Starbucks says in addition to the beverage options listed on its menu boards, there are 170,000-plus ways baristas can customize beverages. Starbucks this week announced its latest seasonal drinks, including Caramel Brulee Latte, Chestnut Praline Latte and Toasted White Chocolate Mocha. 

Anna Faber, a college student who posts on TikTok under "Annalovescoffee," often promotes her own concoctions to her 107,900 followers. She recently featured one suggested by a barista: a Venti cold brew with caramel syrup and vanilla sweet cream cold foam, apple brown sugar syrup, apple in the foam and cinnamon dolce on top. 

"It was very hard to order," she says in one video, after going through the drive-through, then taking a sip and sharing the long list of ingredients written on the tall cup. Ms. Faber, a 19-year-old at Michigan State University, said she had a free coupon for that drink, but said it would have cost $8 otherwise. 

Social-media users have dubbed their creations the "Starbucks Secret Menu" and have viewed the hashtag "starbuckssecretmenu" on TikTok more than 210 million times. 

A Tik Tok logo displayed on a smartphone.  ( Thiago Prudêncio/SOPA Images/LightRocket via Getty Images / Getty Images)

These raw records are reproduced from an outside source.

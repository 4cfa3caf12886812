//! Per-instance capture device facade
//!
//! [`Device`] bundles enumeration, matching and one [`CaptureGraph`]. Control
//! methods take `&mut self`; callbacks run on the host's delivery thread and
//! cannot reach back into the device, so reconfiguring from a frame handler
//! goes through [`frame_queue`] and a task that owns the device.

use crate::dispatch::{frame_queue, AudioCallback, DispatchStats, FrameReceiver, VideoCallback};
use crate::enumerator::DeviceEnumerator;
use crate::graph::{CaptureGraph, DialogKind};
use crate::matcher::{match_audio, match_video, select_device};
use crate::quirks::QuirkTable;
use crate::simulated::SimulatedHost;
use capdev_core::{
    AudioDeviceEntry, AudioSource, CaptureError, CaptureResult, DeviceId, DeviceRegistry,
    GraphState, MediaFramework, RequestedAudioConfig, RequestedVideoConfig, ResolvedAudioConfig,
    ResolvedVideoConfig, StreamKind, VideoDeviceEntry, WindowHandle, DEFAULT_FRAME_QUEUE_CAPACITY,
};
use std::sync::Arc;
use tracing::info;

/// Behavior switches of a [`Device`]
#[derive(Debug, Clone, Copy, PartialEq, Eq)]
pub struct DeviceOptions {
    /// Look up physical locations in the device registry
    pub resolve_locations: bool,
    /// Apply the builtin exception-device table
    pub apply_quirks: bool,
    /// Capacity of frame queues built by the device
    pub frame_queue_capacity: usize,
}

impl Default for DeviceOptions {
    fn default() -> Self {
        Self {
            resolve_locations: true,
            apply_quirks: true,
            frame_queue_capacity: DEFAULT_FRAME_QUEUE_CAPACITY,
        }
    }
}

/// One capture device instance: at most one video and one audio source
pub struct Device {
    framework: Arc<dyn MediaFramework>,
    registry: Arc<dyn DeviceRegistry>,
    options: DeviceOptions,
    graph: CaptureGraph,
}

impl Device {
    /// Device backed by the given host collaborators
    pub fn new(framework: Arc<dyn MediaFramework>, registry: Arc<dyn DeviceRegistry>) -> Self {
        let options = DeviceOptions::default();
        let graph = CaptureGraph::new(
            Arc::clone(&framework),
            build_enumerator(&framework, &registry, &options),
        );
        Self {
            framework,
            registry,
            options,
            graph,
        }
    }

    /// Device backed by an in-memory host
    pub fn simulated(host: Arc<SimulatedHost>) -> Self {
        Self::new(host.clone(), host)
    }

    /// Replace the options; any existing pipeline is torn down
    pub fn with_options(mut self, options: DeviceOptions) -> Self {
        self.options = options;
        self.graph = CaptureGraph::new(
            Arc::clone(&self.framework),
            build_enumerator(&self.framework, &self.registry, &options),
        );
        self
    }

    pub fn options(&self) -> &DeviceOptions {
        &self.options
    }

    /// Current video devices; re-walks the hardware on every call
    pub fn enumerate_video_devices(&self) -> CaptureResult<Vec<VideoDeviceEntry>> {
        self.graph.enumerator().video_devices()
    }

    /// Current audio devices; re-walks the hardware on every call
    pub fn enumerate_audio_devices(&self) -> CaptureResult<Vec<AudioDeviceEntry>> {
        self.graph.enumerator().audio_devices()
    }

    /// Locate the requested video device and match the request against it
    pub fn resolve_video(
        &self,
        request: &RequestedVideoConfig,
    ) -> CaptureResult<ResolvedVideoConfig> {
        let entries = self.enumerate_video_devices()?;
        let entry = select_device(&entries, &request.device, request.location.as_deref())
            .ok_or_else(|| CaptureError::DeviceNotFound {
                device_id: request_label(&request.device, request.location.as_deref()),
            })?;
        Ok(match_video(request, entry)?)
    }

    /// Locate the requested audio device and match the request against it
    ///
    /// Audio taken from the video device is matched when the source is
    /// configured, against the pin that actually carries it.
    pub fn resolve_audio(
        &self,
        request: &RequestedAudioConfig,
    ) -> CaptureResult<ResolvedAudioConfig> {
        if request.source != AudioSource::Device {
            return Ok(ResolvedAudioConfig {
                request: request.clone(),
                capability: None,
                negotiated: None,
            });
        }
        let entries = self.enumerate_audio_devices()?;
        let entry = select_device(&entries, &request.device, None).ok_or_else(|| {
            CaptureError::DeviceNotFound {
                device_id: request_label(&request.device, None),
            }
        })?;
        Ok(match_audio(request, entry)?)
    }

    /// See [`CaptureGraph::create_graph`]
    pub fn create_graph(&mut self) -> CaptureResult<()> {
        self.graph.create_graph()
    }

    /// See [`CaptureGraph::set_video_config`]
    pub fn set_video_config(&mut self, resolved: ResolvedVideoConfig) -> CaptureResult<()> {
        self.graph.set_video_config(resolved)
    }

    /// See [`CaptureGraph::set_audio_config`]
    pub fn set_audio_config(&mut self, resolved: ResolvedAudioConfig) -> CaptureResult<()> {
        self.graph.set_audio_config(resolved)
    }

    pub fn set_video_callback(&mut self, callback: Option<VideoCallback>) {
        self.graph.set_video_callback(callback);
    }

    pub fn set_audio_callback(&mut self, callback: Option<AudioCallback>) {
        self.graph.set_audio_callback(callback);
    }

    /// See [`CaptureGraph::connect_filters`]
    pub fn connect_filters(&mut self) -> CaptureResult<()> {
        self.graph.connect_filters()
    }

    /// See [`CaptureGraph::start`]
    pub fn start(&mut self) -> CaptureResult<()> {
        self.graph.start()
    }

    /// See [`CaptureGraph::stop`]
    pub fn stop(&mut self) {
        self.graph.stop();
    }

    /// See [`CaptureGraph::reset_graph`]
    pub fn reset_graph(&mut self) -> CaptureResult<()> {
        self.graph.reset_graph()
    }

    /// See [`CaptureGraph::shutdown_graph`]
    pub fn shutdown_graph(&mut self) {
        self.graph.shutdown_graph();
    }

    pub fn state(&self) -> GraphState {
        self.graph.state()
    }

    pub fn is_valid(&self) -> bool {
        self.graph.is_valid()
    }

    pub fn video_config(&self) -> Option<&ResolvedVideoConfig> {
        self.graph.video_config()
    }

    pub fn audio_config(&self) -> Option<&ResolvedAudioConfig> {
        self.graph.audio_config()
    }

    pub fn video_device_id(&self) -> Option<&DeviceId> {
        self.graph.video_device_id()
    }

    pub fn audio_device_id(&self) -> Option<&DeviceId> {
        self.graph.audio_device_id()
    }

    pub fn dispatch_stats(&self, stream: StreamKind) -> Option<DispatchStats> {
        self.graph.dispatch_stats(stream)
    }

    /// Show a native property page of a configured source
    pub fn open_dialog(&self, window: WindowHandle, kind: DialogKind) -> CaptureResult<()> {
        self.graph.open_dialog(window, kind)
    }

    /// Rebuild the graph and capture video with `callback`
    ///
    /// Runs reset, resolve, configure, connect and start in one go. On
    /// failure the graph is left built but unconfigured.
    pub fn start_video(
        &mut self,
        request: RequestedVideoConfig,
        callback: VideoCallback,
    ) -> CaptureResult<()> {
        self.graph.reset_graph()?;
        let resolved = self.resolve_video(&request)?;
        self.graph.set_video_callback(Some(callback));

        if let Err(e) = self.run_video(resolved) {
            self.graph.reset_graph()?;
            return Err(e);
        }

        let configured = (self.graph.video_device_id(), self.graph.video_config());
        if let (Some(device), Some(config)) = configured {
            info!(
                "Capturing '{}' as {} ({:?})",
                device.name,
                config.output_format(),
                config.negotiated
            );
        }
        Ok(())
    }

    fn run_video(&mut self, resolved: ResolvedVideoConfig) -> CaptureResult<()> {
        self.graph.set_video_config(resolved)?;
        self.graph.connect_filters()?;
        self.graph.start()
    }

    /// Like [`Device::start_video`], delivering frames to a queue
    pub fn start_video_queue(
        &mut self,
        request: RequestedVideoConfig,
    ) -> CaptureResult<FrameReceiver<ResolvedVideoConfig>> {
        let (callback, receiver) = frame_queue(self.options.frame_queue_capacity);
        self.start_video(request, callback)?;
        Ok(receiver)
    }
}

fn build_enumerator(
    framework: &Arc<dyn MediaFramework>,
    registry: &Arc<dyn DeviceRegistry>,
    options: &DeviceOptions,
) -> DeviceEnumerator {
    let quirks = if options.apply_quirks {
        QuirkTable::builtin()
    } else {
        QuirkTable::empty()
    };
    DeviceEnumerator::new(Arc::clone(framework), Arc::clone(registry))
        .with_quirks(quirks)
        .with_location_resolution(options.resolve_locations)
}

fn request_label(device: &DeviceId, location: Option<&str>) -> String {
    match location.filter(|loc| !loc.is_empty()) {
        Some(location) => format!("location {}", location),
        None if device.is_unspecified() => "default device".to_string(),
        None => format!("'{}' {}", device.name, device.path),
    }
}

Restaurant owners say they don’t always understand the strange concoctions their customers are ordering, but they like the business. Mobile ordering apps have made it easier for customers to add in a bevy of syrups or sauces. 

Chipotle Mexican Grill Inc. has had customers ordering the "quesarito," a quesadilla wrapped around one of the chain’s overstuffed burritos. "Even this messy thing, we’ll make it for you," Chief Financial Officer Jack Hartung said. 

At Chick-fil-A Inc., fans invented "bowls," a combination of chicken nuggets, fries, several of the chain’s sauces and other menu items thrown into a bowl, then shaken up. Some franchisees have added a "bowl" button on their order-taking systems to accommodate the requests, the company said. 

A view of a Chick-Fil-A restaurant in September in Rohnert Park, California. Customers invented their own bowls featured at the chain. ( Justin Sullivan/Getty Images / Getty Images)

TikTok users have debated the best sauce combinations, including whether to stick with the chain’s signature sauce or add avocado lime ranch dressing, along with sriracha, buffalo and ranch. 

"It’s hard for us to even follow it," Chick-fil-A spokeswoman Carrie Kurlander said. 

Sarah Margaret Sandlin, a 20-year-old Clemson University student, said she is compensated by chains such as Wendy’s Co. and McDonald’s Corp. to make or promote TikTok videos featuring their food. A Wendy’s spokeswoman said the company has provided her with gift cards and food deliveries, but she wasn’t compensated as a paid partner. McDonald’s declined to comment. 

One video from Ms. Sandlin showed a recipe for what she calls a McDonald’s Snickers iced coffee, with chocolate syrup, chocolate caramel syrup, whipped cream and two caramel drizzles added to a large iced coffee. 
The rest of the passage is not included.